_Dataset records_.
————————
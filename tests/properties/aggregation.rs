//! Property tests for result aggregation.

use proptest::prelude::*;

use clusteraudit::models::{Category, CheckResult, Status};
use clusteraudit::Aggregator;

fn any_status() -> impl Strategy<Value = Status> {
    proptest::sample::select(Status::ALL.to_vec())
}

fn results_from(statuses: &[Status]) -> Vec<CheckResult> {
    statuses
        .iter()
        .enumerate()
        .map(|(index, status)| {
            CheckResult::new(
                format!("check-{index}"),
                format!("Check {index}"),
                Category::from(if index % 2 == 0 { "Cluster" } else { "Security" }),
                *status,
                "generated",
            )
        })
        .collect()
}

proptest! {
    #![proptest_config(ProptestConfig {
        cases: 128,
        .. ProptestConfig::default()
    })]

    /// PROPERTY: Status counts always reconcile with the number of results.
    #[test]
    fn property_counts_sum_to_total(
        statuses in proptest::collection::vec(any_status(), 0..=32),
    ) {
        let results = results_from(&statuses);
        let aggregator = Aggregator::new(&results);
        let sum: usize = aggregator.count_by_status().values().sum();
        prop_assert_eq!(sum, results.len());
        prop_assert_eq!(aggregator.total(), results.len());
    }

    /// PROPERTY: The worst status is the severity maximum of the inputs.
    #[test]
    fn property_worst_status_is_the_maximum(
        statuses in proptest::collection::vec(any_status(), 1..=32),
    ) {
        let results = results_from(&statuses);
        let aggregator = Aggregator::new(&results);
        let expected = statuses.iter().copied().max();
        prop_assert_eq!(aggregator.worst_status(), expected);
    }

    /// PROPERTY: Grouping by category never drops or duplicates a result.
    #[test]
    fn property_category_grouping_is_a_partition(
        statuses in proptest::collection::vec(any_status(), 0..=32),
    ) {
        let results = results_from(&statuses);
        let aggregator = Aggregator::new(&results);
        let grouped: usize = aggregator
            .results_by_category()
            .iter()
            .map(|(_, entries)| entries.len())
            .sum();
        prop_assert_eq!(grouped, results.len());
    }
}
————————
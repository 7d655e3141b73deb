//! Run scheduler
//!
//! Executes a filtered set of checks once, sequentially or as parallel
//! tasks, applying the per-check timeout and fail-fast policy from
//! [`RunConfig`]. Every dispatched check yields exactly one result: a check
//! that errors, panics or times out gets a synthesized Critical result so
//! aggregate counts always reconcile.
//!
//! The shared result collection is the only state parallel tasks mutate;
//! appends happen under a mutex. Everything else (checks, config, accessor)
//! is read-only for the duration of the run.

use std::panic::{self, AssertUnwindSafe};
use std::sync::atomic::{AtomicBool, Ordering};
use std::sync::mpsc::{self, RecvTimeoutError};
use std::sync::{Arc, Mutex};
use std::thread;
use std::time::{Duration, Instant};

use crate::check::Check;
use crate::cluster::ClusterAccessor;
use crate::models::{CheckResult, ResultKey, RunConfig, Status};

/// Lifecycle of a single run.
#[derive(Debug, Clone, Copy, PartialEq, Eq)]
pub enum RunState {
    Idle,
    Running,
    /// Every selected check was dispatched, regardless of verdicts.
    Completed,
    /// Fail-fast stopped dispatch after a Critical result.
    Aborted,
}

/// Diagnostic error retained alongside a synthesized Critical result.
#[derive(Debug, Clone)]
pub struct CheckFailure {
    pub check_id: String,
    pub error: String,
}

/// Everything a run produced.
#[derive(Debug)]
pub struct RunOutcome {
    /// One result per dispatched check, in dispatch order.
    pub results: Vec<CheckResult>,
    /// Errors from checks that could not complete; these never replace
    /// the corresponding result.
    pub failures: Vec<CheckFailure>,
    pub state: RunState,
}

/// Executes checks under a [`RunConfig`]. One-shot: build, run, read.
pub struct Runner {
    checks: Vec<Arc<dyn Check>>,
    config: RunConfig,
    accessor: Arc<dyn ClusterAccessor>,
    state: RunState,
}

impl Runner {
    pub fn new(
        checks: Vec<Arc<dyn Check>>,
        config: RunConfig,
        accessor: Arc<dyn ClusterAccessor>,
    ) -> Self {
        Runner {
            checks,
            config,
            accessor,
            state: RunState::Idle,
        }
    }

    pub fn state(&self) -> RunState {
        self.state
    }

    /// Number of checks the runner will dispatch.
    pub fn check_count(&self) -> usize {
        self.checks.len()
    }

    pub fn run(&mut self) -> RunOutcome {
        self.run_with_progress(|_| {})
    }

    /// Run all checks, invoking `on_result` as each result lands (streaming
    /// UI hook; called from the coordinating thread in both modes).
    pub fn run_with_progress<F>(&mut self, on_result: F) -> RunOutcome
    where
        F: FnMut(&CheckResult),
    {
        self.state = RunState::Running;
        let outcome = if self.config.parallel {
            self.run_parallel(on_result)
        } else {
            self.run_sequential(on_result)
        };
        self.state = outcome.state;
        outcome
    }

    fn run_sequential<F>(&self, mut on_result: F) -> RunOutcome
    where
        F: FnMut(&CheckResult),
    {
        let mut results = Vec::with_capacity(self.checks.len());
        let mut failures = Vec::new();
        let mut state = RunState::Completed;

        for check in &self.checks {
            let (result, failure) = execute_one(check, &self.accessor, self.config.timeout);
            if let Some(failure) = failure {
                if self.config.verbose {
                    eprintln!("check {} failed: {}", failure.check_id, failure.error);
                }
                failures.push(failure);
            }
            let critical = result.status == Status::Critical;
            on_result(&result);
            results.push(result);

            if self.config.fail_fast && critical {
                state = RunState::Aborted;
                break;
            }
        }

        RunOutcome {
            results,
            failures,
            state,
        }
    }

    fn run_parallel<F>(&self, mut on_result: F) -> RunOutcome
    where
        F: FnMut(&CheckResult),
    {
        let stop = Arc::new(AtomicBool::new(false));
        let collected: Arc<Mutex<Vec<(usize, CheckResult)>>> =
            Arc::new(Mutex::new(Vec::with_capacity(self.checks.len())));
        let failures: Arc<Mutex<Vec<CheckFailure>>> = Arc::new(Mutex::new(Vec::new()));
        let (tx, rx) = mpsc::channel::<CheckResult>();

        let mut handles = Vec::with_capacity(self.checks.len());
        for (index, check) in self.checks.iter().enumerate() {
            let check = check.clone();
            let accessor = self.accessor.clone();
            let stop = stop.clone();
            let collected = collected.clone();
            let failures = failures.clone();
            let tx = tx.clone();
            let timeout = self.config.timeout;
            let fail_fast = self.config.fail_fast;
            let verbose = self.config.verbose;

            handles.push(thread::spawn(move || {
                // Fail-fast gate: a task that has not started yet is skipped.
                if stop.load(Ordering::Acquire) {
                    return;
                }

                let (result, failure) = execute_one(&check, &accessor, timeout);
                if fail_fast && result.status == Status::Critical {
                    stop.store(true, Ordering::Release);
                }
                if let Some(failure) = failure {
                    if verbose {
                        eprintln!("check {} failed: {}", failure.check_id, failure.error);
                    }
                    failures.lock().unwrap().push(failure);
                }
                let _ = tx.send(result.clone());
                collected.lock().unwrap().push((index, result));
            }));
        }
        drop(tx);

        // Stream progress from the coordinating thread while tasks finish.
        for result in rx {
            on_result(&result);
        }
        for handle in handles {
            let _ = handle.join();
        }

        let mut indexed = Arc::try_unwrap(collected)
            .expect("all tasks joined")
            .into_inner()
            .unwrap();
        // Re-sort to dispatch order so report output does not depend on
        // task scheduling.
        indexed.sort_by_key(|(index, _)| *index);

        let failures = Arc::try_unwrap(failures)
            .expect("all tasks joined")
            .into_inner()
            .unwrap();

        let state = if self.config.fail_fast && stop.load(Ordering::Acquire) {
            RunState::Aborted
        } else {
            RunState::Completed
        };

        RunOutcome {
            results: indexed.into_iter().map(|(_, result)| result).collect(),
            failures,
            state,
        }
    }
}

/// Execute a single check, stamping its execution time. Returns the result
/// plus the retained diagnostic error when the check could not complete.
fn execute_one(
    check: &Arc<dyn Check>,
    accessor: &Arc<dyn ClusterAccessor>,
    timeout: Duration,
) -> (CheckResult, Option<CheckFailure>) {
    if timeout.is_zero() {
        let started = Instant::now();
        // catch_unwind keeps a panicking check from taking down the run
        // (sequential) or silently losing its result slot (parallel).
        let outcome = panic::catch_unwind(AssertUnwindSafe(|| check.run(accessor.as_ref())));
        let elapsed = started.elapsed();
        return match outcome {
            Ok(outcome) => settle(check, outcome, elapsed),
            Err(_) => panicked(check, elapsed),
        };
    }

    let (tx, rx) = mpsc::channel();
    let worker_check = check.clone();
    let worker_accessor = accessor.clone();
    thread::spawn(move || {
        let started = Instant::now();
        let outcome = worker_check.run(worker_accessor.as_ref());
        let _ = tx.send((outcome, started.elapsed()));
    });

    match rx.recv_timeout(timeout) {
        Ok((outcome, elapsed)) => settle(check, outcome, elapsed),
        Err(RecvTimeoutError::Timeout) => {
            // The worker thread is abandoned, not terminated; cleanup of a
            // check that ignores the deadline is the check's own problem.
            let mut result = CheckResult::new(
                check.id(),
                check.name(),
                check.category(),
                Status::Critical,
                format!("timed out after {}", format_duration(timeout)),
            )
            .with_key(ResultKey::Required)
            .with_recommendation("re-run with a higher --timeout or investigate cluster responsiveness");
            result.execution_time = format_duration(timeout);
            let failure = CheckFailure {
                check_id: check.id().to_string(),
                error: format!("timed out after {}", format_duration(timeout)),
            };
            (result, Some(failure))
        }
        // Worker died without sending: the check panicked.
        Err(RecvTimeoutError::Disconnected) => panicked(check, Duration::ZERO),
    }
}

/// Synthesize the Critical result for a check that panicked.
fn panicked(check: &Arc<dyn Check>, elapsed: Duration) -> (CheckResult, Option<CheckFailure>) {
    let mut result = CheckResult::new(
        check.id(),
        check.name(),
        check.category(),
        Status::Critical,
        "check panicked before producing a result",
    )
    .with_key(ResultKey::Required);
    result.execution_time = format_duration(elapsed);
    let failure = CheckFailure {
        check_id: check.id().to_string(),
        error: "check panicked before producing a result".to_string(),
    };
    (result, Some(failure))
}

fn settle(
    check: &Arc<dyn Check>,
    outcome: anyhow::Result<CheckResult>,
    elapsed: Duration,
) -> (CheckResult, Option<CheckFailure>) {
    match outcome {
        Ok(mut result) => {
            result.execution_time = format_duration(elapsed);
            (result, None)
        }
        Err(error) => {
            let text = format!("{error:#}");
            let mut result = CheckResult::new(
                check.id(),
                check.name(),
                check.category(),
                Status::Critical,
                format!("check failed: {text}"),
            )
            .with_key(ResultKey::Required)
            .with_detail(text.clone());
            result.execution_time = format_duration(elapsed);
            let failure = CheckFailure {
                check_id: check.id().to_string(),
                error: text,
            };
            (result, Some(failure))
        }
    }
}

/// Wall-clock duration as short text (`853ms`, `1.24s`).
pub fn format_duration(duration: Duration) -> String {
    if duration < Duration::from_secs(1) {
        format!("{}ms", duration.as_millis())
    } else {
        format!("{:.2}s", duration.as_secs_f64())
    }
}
————————
_EXERCISE INSTRUCTIONS_. Copy, from the lines above, each one that holds "CheckFailure".

_EXPECTED ANSWER_.
pub struct CheckFailure {
    pub failures: Vec<CheckFailure>,
        let failures: Arc<Mutex<Vec<CheckFailure>>> = Arc::new(Mutex::new(Vec::new()));
) -> (CheckResult, Option<CheckFailure>) {
            let failure = CheckFailure {
fn panicked(check: &Arc<dyn Check>, elapsed: Duration) -> (CheckResult, Option<CheckFailure>) {
    let failure = CheckFailure {
) -> (CheckResult, Option<CheckFailure>) {
            let failure = CheckFailure {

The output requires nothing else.